Le démon? Une « réalité »

Le mal, déplore le pape est « plus séducteur »: « Revenant au démon, quelqu’un dit que je parle trop du démon. Mais c’est une réalité. Moi j’y crois, hein ! Certains disent : « Non, c’est un mythe“. Je n’avance pas avec le mythe, j’avance avec la réalité, je le crois. Mais c’est un séducteur. La séduction essaie toujours d’entrer, de promettre quelque chose. Si les péchés étaient laids, s’ils n’avaient pas quelque chose de beau, personne ne pécherait. Le diable vous présente quelque chose de beau dans le péché et vous conduit au péché. Par exemple, ceux qui font la guerre, ceux qui détruisent la vie des autres, ceux qui exploitent les gens au travail. L’autre jour j’ai entendu une famille dire que le papa, encore jeune marié, devait travailler comme ouvrier agricole, mais il partait tôt le matin, et revenait le soir, pour peu d’argent, exploité par une entreprise milliardaire. Ça aussi c’est aussi une guerre. Ça aussi c’est détruire, pas seulement des chars d’assaut, c’est aussi détruire. Le diable cherche toujours à nous détruire. Pourquoi ? Parce que nous sommes l’image de Dieu Revenons au début, à trois heures de l’après-midi. Jésus meurt, il meurt seul. La solitude la plus complète, abandonné même par Dieu : « Pourquoi m’as-tu abandonné ? ». La plus complète solitude, parce qu’il voulait descendre dans la plus dure des solitudes humaines pour nous en extirper. Lui retourne vers le Père, mais il descendu le premier, il est en chaque personne exploitée, qui souffre des guerres, qui souffre des destructions, qui souffre de la traite humaine. Combien de femmes sont esclaves de la traite, ici à Rome et dans les grandes villes. C’est l’œuvre du mal. C’est une guerre. »

Mercredi dernier, le pape a cité Dostoïevski et Les Frères Karamazov pour qui la partie se joue dans le coeur humain. Il précise: « C’est là que l’on joue. Pour cela nous avons besoin de cette douceur, de cette humilité pour dire à Dieu : « Je suis un pécheur, mais sauve-moi, aide-moi ! ». Parce que chacun de nous a en lui la possibilité de faire ce que font ceux qui détruisent les gens, qui exploitent les gens. Parce que le péché est une possibilité de notre faiblesse et aussi de notre orgueil. »

Face à la souffrance

A propos des tragédies en Ukraine, la journaliste demande: « Que dire à ces parents qui vivent cette expérience déchirante? » « Vous savez, dans la vie on apprend, répond le pape. J’ai dû apprendre beaucoup de choses et j’ai encore à apprendre parce que je m’attends à vivre encore un peu, mais je dois apprendre.

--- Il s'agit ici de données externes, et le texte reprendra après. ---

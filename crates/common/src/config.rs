//! Analysis configuration.
//!
//! Every threshold and exclusion set has a default; a `tidy.toml` at the scan
//! root (or an explicit file) overrides individual fields:
//!
//! ```toml
//! exclude_dirs = [".git", "build"]
//! max_line_length = 100
//! todo_keywords = ["TODO", "HACK"]
//! ```

use serde::Deserialize;
use std::collections::BTreeSet;
use std::path::{Path, PathBuf};

/// File name looked up at the scan root by [`AnalysisConfig::from_default_locations`].
pub const DEFAULT_CONFIG_FILE: &str = "tidy.toml";

/// Errors from loading a configuration file.
#[derive(Debug, thiserror::Error)]
pub enum ConfigError {
    #[error("cannot read config {path}: {source}")]
    Read {
        path: PathBuf,
        #[source]
        source: std::io::Error,
    },
    #[error("invalid config {path}: {source}")]
    Parse {
        path: PathBuf,
        #[source]
        source: toml::de::Error,
    },
}

#[derive(Debug, Clone, PartialEq, Eq, Deserialize)]
#[serde(default, deny_unknown_fields)]
pub struct AnalysisConfig {
    /// Directory names skipped anywhere below the root.
    pub exclude_dirs: BTreeSet<String>,
    /// Bare file names skipped during discovery.
    pub exclude_files: BTreeSet<String>,
    /// Bare file names never reported as unused.
    pub entry_points: BTreeSet<String>,
    /// Lines strictly longer than this (in characters) are reported.
    pub max_line_length: usize,
    /// Marker substrings reported as `todo` (matched case-insensitively).
    pub todo_keywords: Vec<String>,
    /// Decorator substrings checked by the adjacent-decorator lookback.
    pub decorator_keywords: Vec<String>,
    /// Soft ceiling on discovered files.
    pub max_files: Option<usize>,
    /// Soft ceiling on scanned lines.
    pub max_lines: Option<usize>,
    /// Worker threads for per-file extraction; `None` uses the rayon default.
    pub jobs: Option<usize>,
}

impl Default for AnalysisConfig {
    fn default() -> Self {
        Self {
            exclude_dirs: set(&[
                ".git",
                "__pycache__",
                ".pytest_cache",
                "venv",
                ".venv",
                ".env",
                "node_modules",
            ]),
            exclude_files: BTreeSet::new(),
            entry_points: set(&["main.py", "settings.py", "config.py", "__init__.py"]),
            max_line_length: 120,
            todo_keywords: vec!["TODO".into(), "FIXME".into(), "XXX".into()],
            decorator_keywords: vec!["cached".into(), "retry".into(), "method_cache".into()],
            max_files: None,
            max_lines: None,
            jobs: None,
        }
    }
}

impl AnalysisConfig {
    /// Loads a TOML configuration file. Missing fields keep their defaults.
    pub fn from_file(path: &Path) -> Result<Self, ConfigError> {
        let text = std::fs::read_to_string(path).map_err(|source| ConfigError::Read {
            path: path.to_path_buf(),
            source,
        })?;
        toml::from_str(&text).map_err(|source| ConfigError::Parse {
            path: path.to_path_buf(),
            source,
        })
    }

    /// Loads `<root>/tidy.toml` when present, otherwise returns the defaults.
    pub fn from_default_locations(root: &Path) -> Result<Self, ConfigError> {
        let candidate = root.join(DEFAULT_CONFIG_FILE);
        if candidate.is_file() {
            tracing::debug!(path = %candidate.display(), "loading config");
            Self::from_file(&candidate)
        } else {
            Ok(Self::default())
        }
    }

    pub fn is_entry_point(&self, file_name: &str) -> bool {
        self.entry_points.contains(file_name)
    }
}

fn set(items: &[&str]) -> BTreeSet<String> {
    items.iter().map(|s| s.to_string()).collect()
}
//! Single-factor (CAPM) regression
//!
//! Fits excess asset returns on excess benchmark returns by ordinary least
//! squares:
//!
//! r_a - rf = α + β * (r_m - rf) + ε
//!
//! Inference uses the classical homoskedastic standard errors with n - 2
//! residual degrees of freedom and two-sided Student t p-values.

use crate::{
    rate::RiskFreeRate,
    returns::{AlignedReturns, ReturnSeries},
    stats::{checked_ratio, is_negligible_spread},
};
use ndarray::{Array1, ArrayView1};
use serde::{Deserialize, Serialize};
use statrs::distribution::{ContinuousCDF, StudentsT};
use thiserror::Error;
use tracing::debug;

/// Regression errors
#[derive(Debug, Error, PartialEq, Eq)]
pub enum RegressionError {
    /// Fewer than two aligned observations
    #[error("Insufficient observations for regression: need at least 2, have {observations}")]
    InsufficientObservations {
        /// Observations available
        observations: usize,
    },

    /// Benchmark excess returns have no variation
    #[error("Benchmark excess returns have zero variance over {observations} observations")]
    ZeroVarianceRegressor {
        /// Observations available
        observations: usize,
    },
}

/// One fitted coefficient with its inference statistics
#[derive(Debug, Clone, Copy, PartialEq, Serialize, Deserialize)]
pub struct CoefficientEstimate {
    /// Point estimate
    pub value: f64,
    /// Standard error, `None` without residual degrees of freedom
    pub std_error: Option<f64>,
    /// `value / std_error`
    pub t_stat: Option<f64>,
    /// Two-sided p-value of the t statistic
    pub p_value: Option<f64>,
}

impl CoefficientEstimate {
    fn new(value: f64, std_error: Option<f64>, t_dist: Option<&StudentsT>) -> Self {
        let t_stat = std_error.and_then(|se| checked_ratio(value, se));
        let p_value = match (t_stat, t_dist) {
            (Some(t), Some(dist)) => Some((2.0 * dist.sf(t.abs())).clamp(0.0, 1.0)),
            _ => None,
        };
        Self {
            value,
            std_error,
            t_stat,
            p_value,
        }
    }
}

/// Fitted single-factor model
#[derive(Debug, Clone, PartialEq, Serialize, Deserialize)]
pub struct FactorModelResult {
    /// Intercept (per-period excess return unexplained by the benchmark)
    pub alpha: CoefficientEstimate,
    /// Slope on the benchmark excess return
    pub beta: CoefficientEstimate,
    /// Coefficient of determination in `[0, 1]`; `None` when the excess asset
    /// returns are constant
    pub r_squared: Option<f64>,
    /// Residuals dated like the aligned returns
    pub residuals: ReturnSeries,
    /// Observations used in the fit
    pub observations: usize,
    /// `observations - 2`
    pub degrees_of_freedom: usize,
}

/// CAPM regression against a constant risk-free rate
#[derive(Debug, Clone, Copy)]
pub struct CapmRegression {
    risk_free: RiskFreeRate,
}

impl CapmRegression {
    /// Create a regression using `risk_free` to form excess returns.
    pub const fn new(risk_free: RiskFreeRate) -> Self {
        Self { risk_free }
    }

    /// Fit the model on aligned asset and benchmark returns.
    ///
    /// # Errors
    ///
    /// Returns [`RegressionError::InsufficientObservations`] for fewer than two
    /// observations and [`RegressionError::ZeroVarianceRegressor`] when the
    /// benchmark excess returns do not vary.
    pub fn fit(&self, aligned: &AlignedReturns) -> Result<FactorModelResult, RegressionError> {
        let rf = self.risk_free.per_period();
        let y = aligned.asset().mapv(|r| r - rf);
        let x = aligned.market().mapv(|r| r - rf);

        let (alpha, beta, residuals, r_squared, df) = ols(x.view(), y.view())?;
        debug!(
            observations = x.len(),
            alpha = alpha.value,
            beta = beta.value,
            "fitted CAPM regression"
        );

        Ok(FactorModelResult {
            alpha,
            beta,
            r_squared,
            residuals: ReturnSeries::from_parts(aligned.dates().to_vec(), residuals.to_vec()),
            observations: x.len(),
            degrees_of_freedom: df,
        })
    }
}

type OlsFit = (
    CoefficientEstimate,
    CoefficientEstimate,
    Array1<f64>,
    Option<f64>,
    usize,
);

fn ols(x: ArrayView1<'_, f64>, y: ArrayView1<'_, f64>) -> Result<OlsFit, RegressionError> {
    let n = x.len();
    if n < 2 {
        return Err(RegressionError::InsufficientObservations { observations: n });
    }
    let n_f = n as f64;
    let x_mean = x.sum() / n_f;
    let y_mean = y.sum() / n_f;

    let sxx: f64 = x.iter().map(|v| (v - x_mean).powi(2)).sum();
    let scale: f64 = x.iter().map(|v| v * v).sum();
    if is_negligible_spread(sxx, scale) {
        return Err(RegressionError::ZeroVarianceRegressor { observations: n });
    }

    let sxy: f64 = x
        .iter()
        .zip(y.iter())
        .map(|(a, b)| (a - x_mean) * (b - y_mean))
        .sum();
    let beta = sxy / sxx;
    let alpha = y_mean - beta * x_mean;

    let residuals = Array1::from_iter(
        x.iter()
            .zip(y.iter())
            .map(|(xi, yi)| yi - alpha - beta * xi),
    );
    let ssr: f64 = residuals.iter().map(|e| e * e).sum();
    let sst: f64 = y.iter().map(|v| (v - y_mean).powi(2)).sum();
    let r_squared = (sst > 0.0).then(|| (1.0 - ssr / sst).clamp(0.0, 1.0));

    let df = n - 2;
    let (alpha_se, beta_se, t_dist) = if df == 0 {
        (None, None, None)
    } else {
        let sigma2 = ssr / df as f64;
        (
            Some((sigma2 * (1.0 / n_f + x_mean * x_mean / sxx)).sqrt()),
            Some((sigma2 / sxx).sqrt()),
            StudentsT::new(0.0, 1.0, df as f64).ok(),
        )
    };

    Ok((
        CoefficientEstimate::new(alpha, alpha_se, t_dist.as_ref()),
        CoefficientEstimate::new(beta, beta_se, t_dist.as_ref()),
        residuals,
        r_squared,
        df,
    ))
}
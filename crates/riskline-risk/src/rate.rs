//! Risk-free rate conversion.

use serde::{Deserialize, Serialize};

/// Risk-free rate held constant over the sample.
///
/// The per-period rate is the geometric de-annualization
/// `(1 + annual)^(1 / periods_per_year) - 1`.
#[derive(Debug, Clone, Copy, PartialEq, Serialize, Deserialize)]
pub struct RiskFreeRate {
    annual: f64,
    periods_per_year: u32,
    per_period: f64,
}

impl RiskFreeRate {
    /// Derive the per-period rate from an annual rate.
    ///
    /// `periods_per_year` must be positive; configuration validation
    /// guarantees this for pipeline runs.
    pub fn from_annual(annual: f64, periods_per_year: u32) -> Self {
        let per_period = (1.0 + annual).powf(1.0 / f64::from(periods_per_year)) - 1.0;
        Self {
            annual,
            periods_per_year,
            per_period,
        }
    }

    /// Annual rate as configured.
    pub const fn annual(&self) -> f64 {
        self.annual
    }

    /// Annualization base.
    pub const fn periods_per_year(&self) -> u32 {
        self.periods_per_year
    }

    /// Rate per return period.
    pub const fn per_period(&self) -> f64 {
        self.per_period
    }
}
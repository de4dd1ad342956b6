//! Pipeline error type.

use crate::config::ConfigError;
use riskline_data::DataError;
use riskline_output::{ExportError, ReportError};
use riskline_risk::{MetricsError, RegressionError, ReturnError, RollingError};
use thiserror::Error;

/// Any fatal failure of a run. Nothing is written once one occurs.
#[derive(Debug, Error)]
pub enum PipelineError {
    /// Invalid configuration
    #[error("Configuration error: {0}")]
    Config(#[from] ConfigError),

    /// Input could not be loaded
    #[error("Data error: {0}")]
    Data(#[from] DataError),

    /// Asset and benchmark returns share no usable dates
    #[error("Alignment error: {0}")]
    Alignment(#[from] ReturnError),

    /// Summary statistics failed
    #[error("Metrics error: {0}")]
    Metrics(#[from] MetricsError),

    /// CAPM regression failed
    #[error("Regression error: {0}")]
    Regression(#[from] RegressionError),

    /// Rolling analysis failed
    #[error("Rolling error: {0}")]
    Rolling(#[from] RollingError),

    /// Report assembly failed
    #[error("Report error: {0}")]
    Report(#[from] ReportError),

    /// Report export failed
    #[error("Export error: {0}")]
    Export(#[from] ExportError),
}
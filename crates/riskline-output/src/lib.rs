#![doc = include_str!("../README.md")]
#![doc(issue_tracker_base_url = "https://github.com/factordynamics/riskline/issues/")]
#![cfg_attr(docsrs, feature(doc_cfg, doc_auto_cfg))]
#![warn(missing_docs)]
#![forbid(unsafe_code)]

pub mod export;
pub mod report;
pub mod table;

pub use export::{ExportError, ExportFormat, Exporter, write_atomically};
pub use report::{
    ReportBuilder, ReportError, ReportMetadata, ReportSettings, ReportWarning, RiskReport,
    SECTION_LABELS,
};
pub use table::{Cell, ReportTable, TableRow};
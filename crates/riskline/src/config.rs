//! Run configuration.

use riskline_output::ReportSettings;
use riskline_risk::RiskFreeRate;
use serde::{Deserialize, Serialize};
use thiserror::Error;

/// Configuration errors
#[derive(Debug, Error)]
pub enum ConfigError {
    /// Annual risk-free rate is not finite or not above -100%
    #[error("Invalid annual risk-free rate: {0} (must be finite and greater than -1)")]
    InvalidRiskFreeRate(f64),

    /// Zero periods per year
    #[error("Periods per year must be positive")]
    InvalidPeriodsPerYear,

    /// Target volatility is not finite or negative
    #[error("Invalid target volatility: {0} (must be finite and non-negative)")]
    InvalidTargetVolatility(f64),

    /// Rolling window shorter than two observations
    #[error("Invalid rolling window: {0} (must be at least 2)")]
    InvalidWindow(usize),

    /// A required name is empty
    #[error("Empty {0}")]
    EmptyName(&'static str),

    /// Malformed configuration document
    #[error("Failed to parse configuration: {0}")]
    Parse(#[from] serde_json::Error),
}

/// Everything a run needs besides its input tables.
///
/// There are no defaults; every field must be supplied.
#[derive(Debug, Clone, PartialEq, Serialize, Deserialize)]
#[serde(deny_unknown_fields)]
pub struct RiskConfig {
    /// Asset label used in report row headers
    pub asset_name: String,
    /// Preferred asset price column
    pub price_column: String,
    /// Annual risk-free rate, e.g. `0.06` for 6%
    pub annual_risk_free_rate: f64,
    /// Return periods per year, e.g. 252 for daily data
    pub periods_per_year: u32,
    /// Target annual volatility of the allocation
    pub target_volatility: f64,
    /// Rolling window length in periods
    pub rolling_window: usize,
}

impl RiskConfig {
    /// Parse and validate a JSON configuration document.
    pub fn from_json_str(json: &str) -> Result<Self, ConfigError> {
        let config: Self = serde_json::from_str(json)?;
        config.validate()?;
        Ok(config)
    }

    /// Check every field against its domain.
    pub fn validate(&self) -> Result<(), ConfigError> {
        if !self.annual_risk_free_rate.is_finite() || self.annual_risk_free_rate <= -1.0 {
            return Err(ConfigError::InvalidRiskFreeRate(self.annual_risk_free_rate));
        }
        if self.periods_per_year == 0 {
            return Err(ConfigError::InvalidPeriodsPerYear);
        }
        if !self.target_volatility.is_finite() || self.target_volatility < 0.0 {
            return Err(ConfigError::InvalidTargetVolatility(self.target_volatility));
        }
        if self.rolling_window < 2 {
            return Err(ConfigError::InvalidWindow(self.rolling_window));
        }
        if self.price_column.trim().is_empty() {
            return Err(ConfigError::EmptyName("price column"));
        }
        if self.asset_name.trim().is_empty() {
            return Err(ConfigError::EmptyName("asset name"));
        }
        Ok(())
    }

    /// Risk-free rate in per-period terms.
    pub fn risk_free_rate(&self) -> RiskFreeRate {
        RiskFreeRate::from_annual(self.annual_risk_free_rate, self.periods_per_year)
    }

    /// Configuration echo for the report.
    pub fn report_settings(&self) -> ReportSettings {
        ReportSettings {
            annual_risk_free_rate: self.annual_risk_free_rate,
            per_period_risk_free_rate: self.risk_free_rate().per_period(),
            periods_per_year: self.periods_per_year,
            target_volatility: self.target_volatility,
            rolling_window: self.rolling_window,
            price_column: self.price_column.clone(),
        }
    }
}

#[cfg(test)]
mod tests {
    use super::*;
    use rstest::rstest;

    fn config() -> RiskConfig {
        RiskConfig {
            asset_name: "SBI".into(),
            price_column: "Adj Close".into(),
            annual_risk_free_rate: 0.06,
            periods_per_year: 252,
            target_volatility: 0.12,
            rolling_window: 60,
        }
    }

    #[test]
    fn test_valid_config() {
        assert!(config().validate().is_ok());
        assert_eq!(config().report_settings().rolling_window, 60);
    }

    #[rstest]
    #[case(RiskConfig { annual_risk_free_rate: -1.0, ..config() })]
    #[case(RiskConfig { annual_risk_free_rate: f64::NAN, ..config() })]
    #[case(RiskConfig { periods_per_year: 0, ..config() })]
    #[case(RiskConfig { target_volatility: -0.1, ..config() })]
    #[case(RiskConfig { target_volatility: f64::INFINITY, ..config() })]
    #[case(RiskConfig { rolling_window: 1, ..config() })]
    #[case(RiskConfig { price_column: " ".into(), ..config() })]
    #[case(RiskConfig { asset_name: String::new(), ..config() })]
    fn test_invalid_config(#[case] config: RiskConfig) {
        assert!(config.validate().is_err());
    }

    #[test]
    fn test_from_json() {
        let json = r#"{
            "asset_name": "SBI",
            "price_column": "Adj Close",
            "annual_risk_free_rate": 0.06,
            "periods_per_year": 252,
            "target_volatility": 0.12,
            "rolling_window": 60
        }"#;
        assert_eq!(RiskConfig::from_json_str(json).unwrap(), config());
    }

    #[test]
    fn test_json_requires_every_field() {
        let json = r#"{"asset_name": "SBI", "price_column": "Close"}"#;
        assert!(matches!(
            RiskConfig::from_json_str(json),
            Err(ConfigError::Parse(_))
        ));
    }

    #[test]
    fn test_json_is_validated() {
        let json = r#"{
            "asset_name": "SBI",
            "price_column": "Adj Close",
            "annual_risk_free_rate": 0.06,
            "periods_per_year": 252,
            "target_volatility": 0.12,
            "rolling_window": 1
        }"#;
        assert!(matches!(
            RiskConfig::from_json_str(json),
            Err(ConfigError::InvalidWindow(1))
        ));
    }
}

Et l’une des choses que j’ai apprises, c’est de ne pas parler quand quelqu’un souffre. Qu’il s’agisse d’un malade ou face à une tragédie. Je les prends par la main, en silence. Mais quand on vient [te dire] et que tu es malade « Non, mais vous êtes là, mais le Seigneur… ». Tais -toi ! Tais -toi. Face à la douleur : silence. Et pleurer. C’est vrai que pleurer est un don de Dieu, c’est un don que nous devons demander : la grâce de pleurer, face à nos faiblesses, face aux faiblesses et aux tragédies de ce monde. Mais il n’y a pas de mots. Vous avez cité Dostoïevski. Ce petit livret [me vient à l’esprit], qui est comme un résumé de toute sa philosophie, de sa théologie, de tout : Souvenirs du sous-sol. Et il y a ici, quand quelqu’un meurt – ce sont des condamnés, des prisonniers qui sont à l’hôpital – il y en a un qui meurt, ils le prennent et l’emportent. Et un autre, depuis un autre lit, dit : « S’il vous plaît, arrêtez-vous ! Celui-ci avait aussi une maman ». La figure de la femme, la figure de la maman, devant la croix. C’est un message, c’est un message de Jésus pour nous, c’est le message de sa tendresse pour sa maman. Au moment le plus sombre de sa vie, Jésus n’a pas insulté. »

La Mère de l’Eglise

A propos du rôle des femmes, « quelle est l’importance du rôle actif des femmes, à la table des négociations, pour construire concrètement la paix ? » Le pape répond: « « Les femmes sont capables de donner la vie même à un mort » ; c’est une manière de dire. Les femmes sont au carrefour des plus grandes fatalités, elles sont là, elles sont fortes. C’est intéressant. Jésus est l’époux de l’Église et l’Église est une femme, c’est pourquoi la Mère Église est si forte. Je ne parle pas des cléricalismes, des péchés de l’Église. Non, la mère Église signifie celle qui est au pied de la croix, nous soutenant, nous pécheurs. C’est une chose qui me frappe beaucoup, qui me fait penser à Marie et aux autres femmes au pied de la croix. Quelquefois, lorsque je devais me rendre dans une paroisse d’un quartier appelé Villa Devoto, de Buenos Aires, je prenais le bus numéro 86, qui passe devant la prison et plusieurs fois quand je passais devant, il y avait une file d’attente de mères des détenus. Elles se montraient pour leurs enfants, car tous ceux qui passaient disaient : « C’est la mère de quelqu’un qui est à l’intérieur ». Et elles toléraient les contrôles les plus honteux, pour voir leur fils. La force d’une femme, d’une maman capable d’accompagner ses enfants jusqu’au bout. Et voici Marie et les femmes au pied de la croix, pour accompagner leur enfant, sachant que tant de gens disent : « Mais comment celle-ci a-t-elle éduqué son enfant pour qu’il finisse comme ça ? ». Des commérages, tout de suite. Mais les femmes ne s’inquiètent pas : quand il est question d’un enfant, quand il est question d’une vie, les femmes avancent. C’est pourquoi celui qui dit – donner le rôle aux femmes dans les moments difficiles, dans les moments tragiques -, c’est tellement important, c’est tellement important. Elles savent ce qu’est la vie, ce que veut dire préparer la vie et ce qu’est la mort, elles le savent bien. Elles parlent ce langage. »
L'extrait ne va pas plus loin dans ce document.